Start of RECORDS FOR THIS TASK

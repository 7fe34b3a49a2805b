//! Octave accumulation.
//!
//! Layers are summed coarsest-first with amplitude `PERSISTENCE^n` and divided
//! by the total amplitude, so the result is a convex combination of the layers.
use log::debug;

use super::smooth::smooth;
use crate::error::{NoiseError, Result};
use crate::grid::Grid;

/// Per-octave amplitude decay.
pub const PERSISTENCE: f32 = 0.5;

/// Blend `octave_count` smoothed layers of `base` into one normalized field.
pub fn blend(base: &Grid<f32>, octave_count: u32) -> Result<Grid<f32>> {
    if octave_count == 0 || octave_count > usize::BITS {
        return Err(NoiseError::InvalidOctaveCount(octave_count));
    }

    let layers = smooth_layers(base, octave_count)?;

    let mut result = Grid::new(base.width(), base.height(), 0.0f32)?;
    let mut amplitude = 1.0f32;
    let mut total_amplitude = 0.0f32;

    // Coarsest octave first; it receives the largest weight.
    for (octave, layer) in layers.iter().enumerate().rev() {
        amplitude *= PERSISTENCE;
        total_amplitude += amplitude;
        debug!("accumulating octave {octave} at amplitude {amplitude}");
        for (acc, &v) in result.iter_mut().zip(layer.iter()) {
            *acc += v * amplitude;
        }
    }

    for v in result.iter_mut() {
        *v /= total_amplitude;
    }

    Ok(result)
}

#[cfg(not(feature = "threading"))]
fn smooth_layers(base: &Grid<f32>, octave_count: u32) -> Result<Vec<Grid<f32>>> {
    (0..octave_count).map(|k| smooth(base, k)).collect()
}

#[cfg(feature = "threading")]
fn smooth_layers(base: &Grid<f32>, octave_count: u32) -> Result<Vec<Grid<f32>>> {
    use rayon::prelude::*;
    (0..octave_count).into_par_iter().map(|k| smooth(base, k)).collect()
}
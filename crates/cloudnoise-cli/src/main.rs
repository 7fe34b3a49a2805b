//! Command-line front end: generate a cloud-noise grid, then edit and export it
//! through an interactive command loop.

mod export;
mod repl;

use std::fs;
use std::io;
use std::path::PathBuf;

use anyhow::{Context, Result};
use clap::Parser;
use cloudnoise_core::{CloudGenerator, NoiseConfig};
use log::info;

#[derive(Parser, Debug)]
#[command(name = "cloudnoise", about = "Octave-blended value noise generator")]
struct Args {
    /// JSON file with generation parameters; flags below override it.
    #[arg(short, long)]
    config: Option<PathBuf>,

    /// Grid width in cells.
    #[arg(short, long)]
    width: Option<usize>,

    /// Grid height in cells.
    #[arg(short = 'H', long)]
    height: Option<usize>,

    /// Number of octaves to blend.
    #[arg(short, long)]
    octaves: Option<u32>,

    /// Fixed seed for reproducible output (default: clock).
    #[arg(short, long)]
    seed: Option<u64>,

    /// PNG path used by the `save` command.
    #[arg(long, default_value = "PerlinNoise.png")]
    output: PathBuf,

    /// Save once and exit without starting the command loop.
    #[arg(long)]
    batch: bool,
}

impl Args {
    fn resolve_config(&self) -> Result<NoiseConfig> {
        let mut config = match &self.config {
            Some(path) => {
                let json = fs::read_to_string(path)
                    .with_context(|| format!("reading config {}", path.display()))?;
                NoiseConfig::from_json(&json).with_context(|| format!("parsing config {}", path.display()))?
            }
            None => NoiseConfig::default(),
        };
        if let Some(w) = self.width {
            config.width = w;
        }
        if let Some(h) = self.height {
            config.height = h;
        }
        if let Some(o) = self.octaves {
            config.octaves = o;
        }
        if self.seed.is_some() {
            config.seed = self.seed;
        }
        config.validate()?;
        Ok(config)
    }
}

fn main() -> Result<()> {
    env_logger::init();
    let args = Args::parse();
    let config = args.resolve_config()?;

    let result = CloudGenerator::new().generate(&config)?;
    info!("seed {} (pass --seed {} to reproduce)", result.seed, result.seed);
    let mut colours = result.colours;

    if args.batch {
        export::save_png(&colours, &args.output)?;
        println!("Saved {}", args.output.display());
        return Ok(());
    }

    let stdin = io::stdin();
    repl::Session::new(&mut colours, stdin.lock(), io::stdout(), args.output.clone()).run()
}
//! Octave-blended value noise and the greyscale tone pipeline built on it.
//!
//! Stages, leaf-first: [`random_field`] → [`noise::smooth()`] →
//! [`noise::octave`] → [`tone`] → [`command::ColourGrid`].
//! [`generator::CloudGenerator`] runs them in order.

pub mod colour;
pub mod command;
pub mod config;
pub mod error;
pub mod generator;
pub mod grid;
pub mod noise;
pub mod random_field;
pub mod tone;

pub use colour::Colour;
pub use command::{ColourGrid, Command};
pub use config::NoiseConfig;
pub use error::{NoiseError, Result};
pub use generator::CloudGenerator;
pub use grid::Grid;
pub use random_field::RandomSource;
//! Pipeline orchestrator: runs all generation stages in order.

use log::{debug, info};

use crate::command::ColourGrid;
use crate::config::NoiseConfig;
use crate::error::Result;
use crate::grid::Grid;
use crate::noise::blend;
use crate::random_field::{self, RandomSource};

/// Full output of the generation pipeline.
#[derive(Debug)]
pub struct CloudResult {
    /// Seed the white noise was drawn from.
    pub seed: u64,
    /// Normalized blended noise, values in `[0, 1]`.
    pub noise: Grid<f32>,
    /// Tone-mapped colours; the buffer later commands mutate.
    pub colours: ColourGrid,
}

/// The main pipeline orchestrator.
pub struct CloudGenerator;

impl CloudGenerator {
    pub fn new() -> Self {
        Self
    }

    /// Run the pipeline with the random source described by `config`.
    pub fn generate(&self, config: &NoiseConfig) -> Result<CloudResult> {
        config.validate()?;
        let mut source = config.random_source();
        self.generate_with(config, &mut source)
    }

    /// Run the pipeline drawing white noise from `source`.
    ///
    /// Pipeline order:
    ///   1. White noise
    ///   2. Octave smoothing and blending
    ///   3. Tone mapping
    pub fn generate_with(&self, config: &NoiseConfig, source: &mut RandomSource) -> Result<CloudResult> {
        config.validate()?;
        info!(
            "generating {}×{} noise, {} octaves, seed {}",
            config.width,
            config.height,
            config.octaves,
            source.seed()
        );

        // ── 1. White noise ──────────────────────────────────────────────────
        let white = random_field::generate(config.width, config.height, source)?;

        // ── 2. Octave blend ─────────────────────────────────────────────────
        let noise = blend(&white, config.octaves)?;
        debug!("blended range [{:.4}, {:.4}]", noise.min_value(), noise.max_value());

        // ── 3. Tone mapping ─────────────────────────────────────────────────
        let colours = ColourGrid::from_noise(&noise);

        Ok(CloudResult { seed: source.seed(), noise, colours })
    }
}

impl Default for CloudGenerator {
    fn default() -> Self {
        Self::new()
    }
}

End of RECORDS FOR THIS TASK

Within the records above, count the lines that contain "runs" and give only that number.

• **SOLUTION FOR THIS PROBLEM**
2